§ **What to produce**
A verbatim copy of the data below is the required output.

§ **Extracted records**
* * *

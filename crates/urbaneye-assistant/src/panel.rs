//! UI-facing facade over one conversation session and one voice bridge.
//!
//! Every error that reaches the panel is also written into the session's
//! error text so the UI can render it without inspecting the `Result`.

use std::sync::Arc;

use tokio::sync::broadcast;
use tokio::task::JoinHandle;
use urbaneye_core::UserIdentity;

use crate::error::AssistantError;
use crate::session::ConversationSession;
use crate::types::{MessageId, MessageState, Role, SessionSnapshot};
use crate::voice::{SpeechEnd, VoiceBridge};

/// Starter prompts offered while the conversation is empty.
pub const QUICK_ACTIONS: [&str; 4] = [
    "How do I report an issue?",
    "What issues can AI detect?",
    "How does XP work?",
    "Book a gig worker",
];

/// Result of toggling voice input.
#[derive(Debug)]
pub enum VoiceToggle {
    /// Listening started; the handle yields the final transcript, if any.
    Listening(JoinHandle<Option<String>>),
    /// An active recording was stopped.
    Stopped,
}

/// The assistant panel.
#[derive(Debug, Clone)]
pub struct AssistantPanel {
    session: ConversationSession,
    voice: Arc<VoiceBridge>,
}

impl AssistantPanel {
    pub fn new(session: ConversationSession, voice: VoiceBridge) -> Self {
        Self {
            session,
            voice: Arc::new(voice),
        }
    }

    pub fn session(&self) -> &ConversationSession {
        &self.session
    }

    pub fn voice(&self) -> &VoiceBridge {
        &self.voice
    }

    pub fn subscribe(&self) -> broadcast::Receiver<SessionSnapshot> {
        self.session.subscribe()
    }

    pub fn snapshot(&self) -> SessionSnapshot {
        self.session.snapshot()
    }

    /// Send `text` and stream the reply.
    pub async fn send(&self, text: &str) -> Result<MessageId, AssistantError> {
        let result = self.session.send(text).await;
        if let Err(AssistantError::ExchangeInFlight) = &result {
            self.session
                .surface_error(AssistantError::ExchangeInFlight.to_string());
        }
        result
    }

    /// Starter prompts to show, or none once the conversation has begun.
    pub fn quick_actions(&self) -> &'static [&'static str] {
        if self.session.snapshot().messages.is_empty() {
            &QUICK_ACTIONS
        } else {
            &[]
        }
    }

    /// Send one of [`QUICK_ACTIONS`] by position.
    pub async fn send_quick_action(&self, index: usize) -> Result<MessageId, AssistantError> {
        let prompt = QUICK_ACTIONS
            .get(index)
            .ok_or_else(|| self.surface(AssistantError::UnknownQuickAction(index)))?;
        self.send(prompt).await
    }

    /// Send whatever is in the compose buffer.
    ///
    /// The buffer is restored when the message was not accepted.
    pub async fn send_composed(&self) -> Result<MessageId, AssistantError> {
        let text = self.voice.take_compose();
        let result = self.send(&text).await;
        if let Err(
            AssistantError::EmptyMessage
            | AssistantError::ExchangeInFlight
            | AssistantError::RateLimitExceeded { .. },
        ) = &result
        {
            self.voice.set_compose(text);
        }
        result
    }

    /// Start listening, or stop if already recording.
    pub fn toggle_voice_input(&self) -> Result<VoiceToggle, AssistantError> {
        if self.voice.is_recording() {
            self.voice.stop_listening();
            return Ok(VoiceToggle::Stopped);
        }

        let pass = self
            .voice
            .start_listening()
            .map_err(|e| self.surface(e))?;
        self.session.clear_error();

        let voice = self.voice.clone();
        let handle = tokio::spawn(async move { voice.finish_listening(pass).await });
        Ok(VoiceToggle::Listening(handle))
    }

    pub fn toggle_locale(&self) -> String {
        self.voice.toggle_locale()
    }

    /// Read a completed assistant message aloud.
    ///
    /// Resolves when the utterance ends; spawn it to keep the UI responsive.
    pub async fn speak(&self, id: MessageId) -> Result<SpeechEnd, AssistantError> {
        let text = self
            .session
            .snapshot()
            .messages
            .into_iter()
            .find(|m| {
                m.id == id && m.role == Role::Assistant && m.state == MessageState::Complete
            })
            .map(|m| m.text)
            .ok_or_else(|| self.surface(AssistantError::MessageNotFound(id)))?;

        self.voice
            .speak(id, &text)
            .await
            .map_err(|e| self.surface(e))
    }

    pub fn stop_speaking(&self) {
        self.voice.stop_speaking();
    }

    /// Message currently being read aloud.
    pub fn speaking(&self) -> Option<MessageId> {
        self.voice.speaking()
    }

    pub async fn set_identity(&self, identity: Option<UserIdentity>) {
        self.session.set_identity(identity).await;
    }

    /// Log in, switch account or log out (`None, None`).
    pub async fn set_credentials(&self, identity: Option<UserIdentity>, token: Option<String>) {
        self.session.set_credentials(identity, token).await;
    }

    /// Clear the conversation.
    pub fn reset(&self) -> Result<(), AssistantError> {
        self.session.reset().map_err(|e| self.surface(e))
    }

    fn surface(&self, err: AssistantError) -> AssistantError {
        self.session.surface_error(err.to_string());
        err
    }
}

* * *

§ **Problem solution**
filename crates/urbaneye-assistant/src/panel.rs
//! UI-facing facade over one conversation session and one voice bridge.
//!
//! Every error that reaches the panel is also written into the session's
//! error text so the UI can render it without inspecting the `Result`.

use std::sync::Arc;

use tokio::sync::broadcast;
use tokio::task::JoinHandle;
use urbaneye_core::UserIdentity;

use crate::error::AssistantError;
use crate::session::ConversationSession;
use crate::types::{MessageId, MessageState, Role, SessionSnapshot};
use crate::voice::{SpeechEnd, VoiceBridge};

/// Starter prompts offered while the conversation is empty.
pub const QUICK_ACTIONS: [&str; 4] = [
    "How do I report an issue?",
    "What issues can AI detect?",
    "How does XP work?",
    "Book a gig worker",
];

/// Result of toggling voice input.
#[derive(Debug)]
pub enum VoiceToggle {
    /// Listening started; the handle yields the final transcript, if any.
    Listening(JoinHandle<Option<String>>),
    /// An active recording was stopped.
    Stopped,
}

/// The assistant panel.
#[derive(Debug, Clone)]
pub struct AssistantPanel {
    session: ConversationSession,
    voice: Arc<VoiceBridge>,
}

impl AssistantPanel {
    pub fn new(session: ConversationSession, voice: VoiceBridge) -> Self {
        Self {
            session,
            voice: Arc::new(voice),
        }
    }

    pub fn session(&self) -> &ConversationSession {
        &self.session
    }

    pub fn voice(&self) -> &VoiceBridge {
        &self.voice
    }

    pub fn subscribe(&self) -> broadcast::Receiver<SessionSnapshot> {
        self.session.subscribe()
    }

    pub fn snapshot(&self) -> SessionSnapshot {
        self.session.snapshot()
    }

    /// Send `text` and stream the reply.
    pub async fn send(&self, text: &str) -> Result<MessageId, AssistantError> {
        let result = self.session.send(text).await;
        if let Err(AssistantError::ExchangeInFlight) = &result {
            self.session
                .surface_error(AssistantError::ExchangeInFlight.to_string());
        }
        result
    }

    /// Starter prompts to show, or none once the conversation has begun.
    pub fn quick_actions(&self) -> &'static [&'static str] {
        if self.session.snapshot().messages.is_empty() {
            &QUICK_ACTIONS
        } else {
            &[]
        }
    }

    /// Send one of [`QUICK_ACTIONS`] by position.
    pub async fn send_quick_action(&self, index: usize) -> Result<MessageId, AssistantError> {
        let prompt = QUICK_ACTIONS
            .get(index)
            .ok_or_else(|| self.surface(AssistantError::UnknownQuickAction(index)))?;
        self.send(prompt).await
    }

    /// Send whatever is in the compose buffer.
    ///
    /// The buffer is restored when the message was not accepted.
    pub async fn send_composed(&self) -> Result<MessageId, AssistantError> {
        let text = self.voice.take_compose();
        let result = self.send(&text).await;
        if let Err(
            AssistantError::EmptyMessage
            | AssistantError::ExchangeInFlight
            | AssistantError::RateLimitExceeded { .. },
        ) = &result
        {
            self.voice.set_compose(text);
        }
        result
    }

    /// Start listening, or stop if already recording.
    pub fn toggle_voice_input(&self) -> Result<VoiceToggle, AssistantError> {
        if self.voice.is_recording() {
            self.voice.stop_listening();
            return Ok(VoiceToggle::Stopped);
        }

        let pass = self
            .voice
            .start_listening()
            .map_err(|e| self.surface(e))?;
        self.session.clear_error();

        let voice = self.voice.clone();
        let handle = tokio::spawn(async move { voice.finish_listening(pass).await });
        Ok(VoiceToggle::Listening(handle))
    }

    pub fn toggle_locale(&self) -> String {
        self.voice.toggle_locale()
    }

    /// Read a completed assistant message aloud.
    ///
    /// Resolves when the utterance ends; spawn it to keep the UI responsive.
    pub async fn speak(&self, id: MessageId) -> Result<SpeechEnd, AssistantError> {
        let text = self
            .session
            .snapshot()
            .messages
            .into_iter()
            .find(|m| {
                m.id == id && m.role == Role::Assistant && m.state == MessageState::Complete
            })
            .map(|m| m.text)
            .ok_or_else(|| self.surface(AssistantError::MessageNotFound(id)))?;

        self.voice
            .speak(id, &text)
            .await
            .map_err(|e| self.surface(e))
    }

    pub fn stop_speaking(&self) {
        self.voice.stop_speaking();
    }

    /// Message currently being read aloud.
    pub fn speaking(&self) -> Option<MessageId> {
        self.voice.speaking()
    }

    pub async fn set_identity(&self, identity: Option<UserIdentity>) {
        self.session.set_identity(identity).await;
    }

    /// Log in, switch account or log out (`None, None`).
    pub async fn set_credentials(&self, identity: Option<UserIdentity>, token: Option<String>) {
        self.session.set_credentials(identity, token).await;
    }

    /// Clear the conversation.
    pub fn reset(&self) -> Result<(), AssistantError> {
        self.session.reset().map_err(|e| self.surface(e))
    }

    fn surface(&self, err: AssistantError) -> AssistantError {
        self.session.surface_error(err.to_string());
        err
    }
}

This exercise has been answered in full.